//! Normalization from uploaded spreadsheet rows to a facility [`Table`].
//!
//! One normalizer serves every naming convention: column roles are matched
//! through [`ColumnConventions`] aliases after case and whitespace folding.

use std::collections::HashSet;

use crate::error::NormalizeError;
use crate::facility::{Column, ColumnRoles, FacilityRecord, Table};

/// A header row plus data rows, exactly as read from the input file.
#[derive(Debug, Clone, Default, PartialEq, Eq)]
pub struct RawTable {
    pub headers: Vec<String>,
    pub rows: Vec<Vec<String>>,
}

/// Accepted column names for each role, in priority order.
///
/// Aliases are compared after [`normalize_column_name`], so `"Facility Name"`
/// and `"facility_name"` are the same alias.
#[derive(Debug, Clone, PartialEq, Eq)]
pub struct ColumnConventions {
    pub address: Vec<String>,
    pub name: Vec<String>,
    pub city: Vec<String>,
    pub state: Vec<String>,
    pub latitude: Vec<String>,
    pub longitude: Vec<String>,
}

impl Default for ColumnConventions {
    fn default() -> Self {
        fn names(list: &[&str]) -> Vec<String> {
            list.iter().map(|s| (*s).to_owned()).collect()
        }

        Self {
            address: names(&["full_address", "address"]),
            name: names(&["facility_name", "name", "facility"]),
            city: names(&["city"]),
            state: names(&["state"]),
            latitude: names(&["lat", "latitude"]),
            longitude: names(&["lng", "lon", "long", "longitude"]),
        }
    }
}

/// Folds a header to its matching key: trimmed, lower-cased, with runs of
/// whitespace replaced by a single underscore. A leading UTF-8 BOM is dropped.
#[must_use]
pub fn normalize_column_name(raw: &str) -> String {
    raw.trim_start_matches('\u{feff}')
        .split_whitespace()
        .map(str::to_lowercase)
        .collect::<Vec<_>>()
        .join("_")
}

/// Normalizes `raw` using the default [`ColumnConventions`].
///
/// # Errors
///
/// Returns [`NormalizeError::MissingColumns`] when no address can be built.
pub fn normalize(raw: &RawTable) -> Result<Table, NormalizeError> {
    normalize_with(raw, &ColumnConventions::default())
}

/// Normalizes `raw` into a [`Table`] using the given column conventions.
///
/// - Duplicate headers (after folding) collapse to their first occurrence.
/// - A composite address comes from the address column when present and
///   non-blank, otherwise it is derived as `"{name}, {city}, {state}"`.
/// - Latitude/longitude cells that are blank, unparsable or out of range
///   leave the record unlocatable; they never fail the table.
/// - Rows whose cells are all blank are dropped.
///
/// # Errors
///
/// Returns [`NormalizeError::MissingColumns`] when the table has neither an
/// address column nor all of the name, city and state columns.
pub fn normalize_with(
    raw: &RawTable,
    conventions: &ColumnConventions,
) -> Result<Table, NormalizeError> {
    let (columns, source_index) = dedupe_columns(&raw.headers);
    let roles = resolve_roles(&columns, conventions);
    check_required(&roles)?;

    let mut records = Vec::with_capacity(raw.rows.len());
    let mut skipped_blank = 0usize;

    for row in &raw.rows {
        let cells: Vec<String> = source_index
            .iter()
            .map(|&i| row.get(i).map_or_else(String::new, |v| v.trim().to_owned()))
            .collect();

        if cells.iter().all(String::is_empty) {
            skipped_blank += 1;
            continue;
        }

        records.push(build_record(cells, &roles));
    }

    let locatable = records.iter().filter(|r| r.is_locatable()).count();
    tracing::debug!(
        columns = columns.len(),
        records = records.len(),
        locatable,
        skipped_blank,
        "normalized facility table"
    );

    Ok(Table {
        columns,
        roles,
        records,
    })
}

/// Folds headers and drops later duplicates. Returns the kept columns and,
/// for each, its index in the source row.
fn dedupe_columns(headers: &[String]) -> (Vec<Column>, Vec<usize>) {
    let mut seen = HashSet::new();
    let mut columns = Vec::new();
    let mut source_index = Vec::new();

    for (i, header) in headers.iter().enumerate() {
        let mut key = normalize_column_name(header);
        if key.is_empty() {
            key = format!("unnamed_{}", i + 1);
        }
        if !seen.insert(key.clone()) {
            tracing::debug!(header = %header, key = %key, "dropping duplicate column");
            continue;
        }
        columns.push(Column {
            key,
            header: header.trim_start_matches('\u{feff}').trim().to_owned(),
        });
        source_index.push(i);
    }

    (columns, source_index)
}

fn resolve_roles(columns: &[Column], conventions: &ColumnConventions) -> ColumnRoles {
    let find = |aliases: &[String]| -> Option<usize> {
        aliases.iter().find_map(|alias| {
            let alias = normalize_column_name(alias);
            columns.iter().position(|c| c.key == alias)
        })
    };

    ColumnRoles {
        address: find(&conventions.address),
        name: find(&conventions.name),
        city: find(&conventions.city),
        state: find(&conventions.state),
        latitude: find(&conventions.latitude),
        longitude: find(&conventions.longitude),
    }
}

fn check_required(roles: &ColumnRoles) -> Result<(), NormalizeError> {
    if roles.address.is_some() {
        return Ok(());
    }

    let missing: Vec<String> = [
        ("facility_name", roles.name),
        ("city", roles.city),
        ("state", roles.state),
    ]
    .into_iter()
    .filter(|(_, idx)| idx.is_none())
    .map(|(field, _)| field.to_owned())
    .collect();

    if missing.is_empty() {
        Ok(())
    } else {
        Err(NormalizeError::MissingColumns { missing })
    }
}

fn build_record(cells: Vec<String>, roles: &ColumnRoles) -> FacilityRecord {
    let cell = |idx: Option<usize>| -> Option<String> {
        idx.and_then(|i| cells.get(i))
            .filter(|v| !v.is_empty())
            .cloned()
    };

    let name = cell(roles.name);
    let city = cell(roles.city);
    let state = cell(roles.state);

    let address = cell(roles.address).or_else(|| match (&name, &city, &state) {
        (Some(n), Some(c), Some(s)) => Some(format!("{n}, {c}, {s}")),
        _ => None,
    });

    let latitude = cell(roles.latitude).and_then(|v| parse_degrees(&v, 90.0));
    // A lone valid component is kept but never makes the record locatable.
    let longitude = cell(roles.longitude).and_then(|v| parse_degrees(&v, 180.0));

    FacilityRecord {
        name: name.or_else(|| address.clone()).unwrap_or_default(),
        address,
        city,
        state,
        latitude,
        longitude,
        cells,
    }
}

/// Parses a decimal-degree cell, rejecting non-finite or out-of-range values.
fn parse_degrees(raw: &str, limit: f64) -> Option<f64> {
    let value = raw.trim().parse::<f64>().ok()?;
    (value.is_finite() && value.abs() <= limit).then_some(value)
}

#[cfg(test)]
#[path = "normalize_test.rs"]
mod tests;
• • •
▶ [Instructions to follow] Look through the entries above, and wherever a line holds the word "headers", copy it.

▶ [Result of the task]
    pub headers: Vec<String>,
/// - Duplicate headers (after folding) collapse to their first occurrence.
    let (columns, source_index) = dedupe_columns(&raw.headers);
/// Folds headers and drops later duplicates. Returns the kept columns and,
fn dedupe_columns(headers: &[String]) -> (Vec<Column>, Vec<usize>) {
    for (i, header) in headers.iter().enumerate() {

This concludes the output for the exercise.